use std::collections::HashSet;
use std::sync::Arc;

use parking_lot::RwLock;

use crate::linked_data::{BlockEncoded, Cid, Link, Node};
use crate::store::{DagStore, DagStoreError};

use super::codec::{self, BucketCache, PinSetError, SetConfig};

/// One named pin collection backed by the sharded encoding.
///
/// The in-memory mirror is kept exactly in sync with the last stored root
/// node and answers membership queries without I/O. Mutations must be
/// serialized by the caller (the pinner's write lock does this); reads
/// never block on storage.
pub struct PinSet {
    name: String,
    config: SetConfig,
    empty: Cid,
    dag: Arc<dyn DagStore>,
    inner: RwLock<PinSetInner>,
}

#[derive(Default)]
struct PinSetInner {
    members: HashSet<Cid>,
    cache: BucketCache,
    last_link: Option<Link>,
    dirty: bool,
}

impl PinSet {
    pub fn new(
        name: impl Into<String>,
        dag: Arc<dyn DagStore>,
        config: SetConfig,
    ) -> Result<Self, PinSetError> {
        let empty = codec::empty_node().cid()?;
        Ok(Self {
            name: name.into(),
            config,
            empty,
            dag,
            inner: RwLock::new(PinSetInner::default()),
        })
    }

    pub fn name(&self) -> &str {
        &self.name
    }

    pub fn empty_cid(&self) -> &Cid {
        &self.empty
    }

    /// Membership test against the in-memory mirror. No I/O.
    pub fn has(&self, key: &Cid) -> bool {
        self.inner.read().members.contains(key)
    }

    pub fn len(&self) -> usize {
        self.inner.read().members.len()
    }

    pub fn is_empty(&self) -> bool {
        self.inner.read().members.is_empty()
    }

    pub fn keys(&self) -> Vec<Cid> {
        self.inner.read().members.iter().copied().collect()
    }

    pub(crate) fn clear(&self) {
        *self.inner.write() = PinSetInner::default();
    }

    /// Insert keys not already present. A call that inserts nothing is a
    ///  no-op and returns `false`; otherwise the new root is persisted
    ///  before returning `true`.
    pub async fn add_all(&self, keys: &[Cid]) -> Result<bool, PinSetError> {
        let snapshot = {
            let mut inner = self.inner.write();
            let fresh: Vec<Cid> = keys
                .iter()
                .filter(|key| !inner.members.contains(key))
                .copied()
                .collect();
            if fresh.is_empty() {
                return Ok(false);
            }
            inner.members.extend(fresh);
            inner.dirty = true;
            inner.members.iter().copied().collect::<Vec<_>>()
        };
        self.flush(snapshot).await?;
        Ok(true)
    }

    /// Remove any of `keys` that are present; absent keys are ignored.
    pub async fn remove_all(&self, keys: &[Cid]) -> Result<bool, PinSetError> {
        let snapshot = {
            let mut inner = self.inner.write();
            let mut changed = false;
            for key in keys {
                changed |= inner.members.remove(key);
            }
            if !changed {
                return Ok(false);
            }
            inner.dirty = true;
            inner.members.iter().copied().collect::<Vec<_>>()
        };
        self.flush(snapshot).await?;
        Ok(true)
    }

    /// Persist the current membership. Idempotent: when nothing changed
    ///  since the last flush the cached link is returned without touching
    ///  the store.
    pub async fn save(&self) -> Result<Link, PinSetError> {
        {
            let inner = self.inner.read();
            if !inner.dirty {
                if let Some(link) = &inner.last_link {
                    return Ok(link.clone());
                }
            }
        }
        let snapshot: Vec<Cid> = self.inner.read().members.iter().copied().collect();
        self.flush(snapshot).await
    }

    /// Replace the mirror with the set stored under our named link in
    ///  `root`.
    pub async fn load(&self, root: &Node) -> Result<(), PinSetError> {
        let link = root
            .link_named(&self.name)
            .ok_or_else(|| PinSetError::SetLinkNotFound(self.name.clone()))?;
        let node = match self.dag.get(link.target()).await {
            Ok(node) => node,
            Err(DagStoreError::NotFound(cid)) => return Err(PinSetError::Corrupt(cid)),
            Err(err) => return Err(err.into()),
        };
        let members = codec::load_set(self.dag.as_ref(), node, self.empty).await?;
        tracing::debug!(set = %self.name, members = members.len(), "loaded pin set");

        let mut inner = self.inner.write();
        inner.members = members;
        inner.cache = BucketCache::default();
        inner.last_link = Some(link.clone());
        inner.dirty = false;
        Ok(())
    }

    /// Every Cid belonging to this set's own machinery: the set root plus
    ///  all interior bucket nodes.
    pub async fn internal_blocks(&self) -> Result<HashSet<Cid>, PinSetError> {
        let link = self.save().await?;
        let mut out = HashSet::from([*link.target()]);
        let node = self.dag.get(link.target()).await?;
        let mut on_bucket = |cid: &Cid| {
            out.insert(*cid);
        };
        let mut on_member = |_: &Cid| {};
        codec::walk_set(
            self.dag.as_ref(),
            node,
            self.empty,
            &mut on_bucket,
            &mut on_member,
        )
        .await?;
        Ok(out)
    }

    async fn flush(&self, members: Vec<Cid>) -> Result<Link, PinSetError> {
        // the empty placeholder node must exist wherever the set does
        self.dag.put(&codec::empty_node()).await?;

        let mut cache = std::mem::take(&mut self.inner.write().cache);
        let node = codec::store_set(
            self.dag.as_ref(),
            &self.config,
            &self.empty,
            members,
            0,
            &mut cache,
        )
        .await?;
        let size = node.encode()?.len() as u64;
        let target = self.dag.put(&node).await?;
        let link = Link::new(self.name.clone(), size, target);
        tracing::debug!(set = %self.name, root = %target, "flushed pin set");

        let mut inner = self.inner.write();
        inner.cache = cache;
        inner.last_link = Some(link.clone());
        inner.dirty = false;
        Ok(link)
    }
}
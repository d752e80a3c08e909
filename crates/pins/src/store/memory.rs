use std::collections::{HashMap, HashSet, VecDeque};
use std::sync::atomic::{AtomicU64, Ordering};
use std::sync::Arc;

use async_trait::async_trait;
use parking_lot::RwLock;

use crate::linked_data::{BlockEncoded, Cid, Node};

use super::{DagStore, DagStoreError, Datastore, DatastoreError};

/// In-memory [`DagStore`].
///
/// Keeps a running count of `put` calls so tests can assert how many
///  nodes a re-encode actually touched.
#[derive(Debug, Clone, Default)]
pub struct MemDagStore {
    nodes: Arc<RwLock<HashMap<Cid, Node>>>,
    puts: Arc<AtomicU64>,
}

impl MemDagStore {
    pub fn new() -> Self {
        Self::default()
    }

    /// Number of `put` calls issued against this store so far.
    pub fn put_count(&self) -> u64 {
        self.puts.load(Ordering::Relaxed)
    }

    /// Number of distinct nodes held.
    pub fn len(&self) -> usize {
        self.nodes.read().len()
    }

    pub fn is_empty(&self) -> bool {
        self.nodes.read().is_empty()
    }
}

#[async_trait]
impl DagStore for MemDagStore {
    async fn get(&self, cid: &Cid) -> Result<Node, DagStoreError> {
        self.nodes
            .read()
            .get(cid)
            .cloned()
            .ok_or(DagStoreError::NotFound(*cid))
    }

    async fn put(&self, node: &Node) -> Result<Cid, DagStoreError> {
        let cid = node.cid()?;
        self.puts.fetch_add(1, Ordering::Relaxed);
        self.nodes.write().insert(cid, node.clone());
        Ok(cid)
    }

    async fn get_recursive(&self, cid: &Cid) -> Result<Vec<(Cid, Node)>, DagStoreError> {
        let mut out = Vec::new();
        let mut seen = HashSet::new();
        let mut queue = VecDeque::from([*cid]);

        while let Some(next) = queue.pop_front() {
            if !seen.insert(next) {
                continue;
            }
            let node = self.get(&next).await?;
            for link in node.links() {
                queue.push_back(*link.target());
            }
            out.push((next, node));
        }

        Ok(out)
    }
}

/// In-memory [`Datastore`].
#[derive(Debug, Clone, Default)]
pub struct MemDatastore {
    records: Arc<RwLock<HashMap<String, Vec<u8>>>>,
}

impl MemDatastore {
    pub fn new() -> Self {
        Self::default()
    }
}

#[async_trait]
impl Datastore for MemDatastore {
    async fn get(&self, key: &str) -> Result<Option<Vec<u8>>, DatastoreError> {
        Ok(self.records.read().get(key).cloned())
    }

    async fn put(&self, key: &str, value: Vec<u8>) -> Result<(), DatastoreError> {
        self.records.write().insert(key.to_string(), value);
        Ok(())
    }

    async fn has(&self, key: &str) -> Result<bool, DatastoreError> {
        Ok(self.records.read().contains_key(key))
    }
}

§ **About this task**: Find the line that contains "out.push((next, node));". Write out that line and every line after it through the end of the data, exactly, and nothing else.

§ **Response to this exercise**:
            out.push((next, node));
        }

        Ok(out)
    }
}

/// In-memory [`Datastore`].
#[derive(Debug, Clone, Default)]
pub struct MemDatastore {
    records: Arc<RwLock<HashMap<String, Vec<u8>>>>,
}

impl MemDatastore {
    pub fn new() -> Self {
        Self::default()
    }
}

#[async_trait]
impl Datastore for MemDatastore {
    async fn get(&self, key: &str) -> Result<Option<Vec<u8>>, DatastoreError> {
        Ok(self.records.read().get(key).cloned())
    }

    async fn put(&self, key: &str, value: Vec<u8>) -> Result<(), DatastoreError> {
        self.records.write().insert(key.to_string(), value);
        Ok(())
    }

    async fn has(&self, key: &str) -> Result<bool, DatastoreError> {
        Ok(self.records.read().contains_key(key))
    }
}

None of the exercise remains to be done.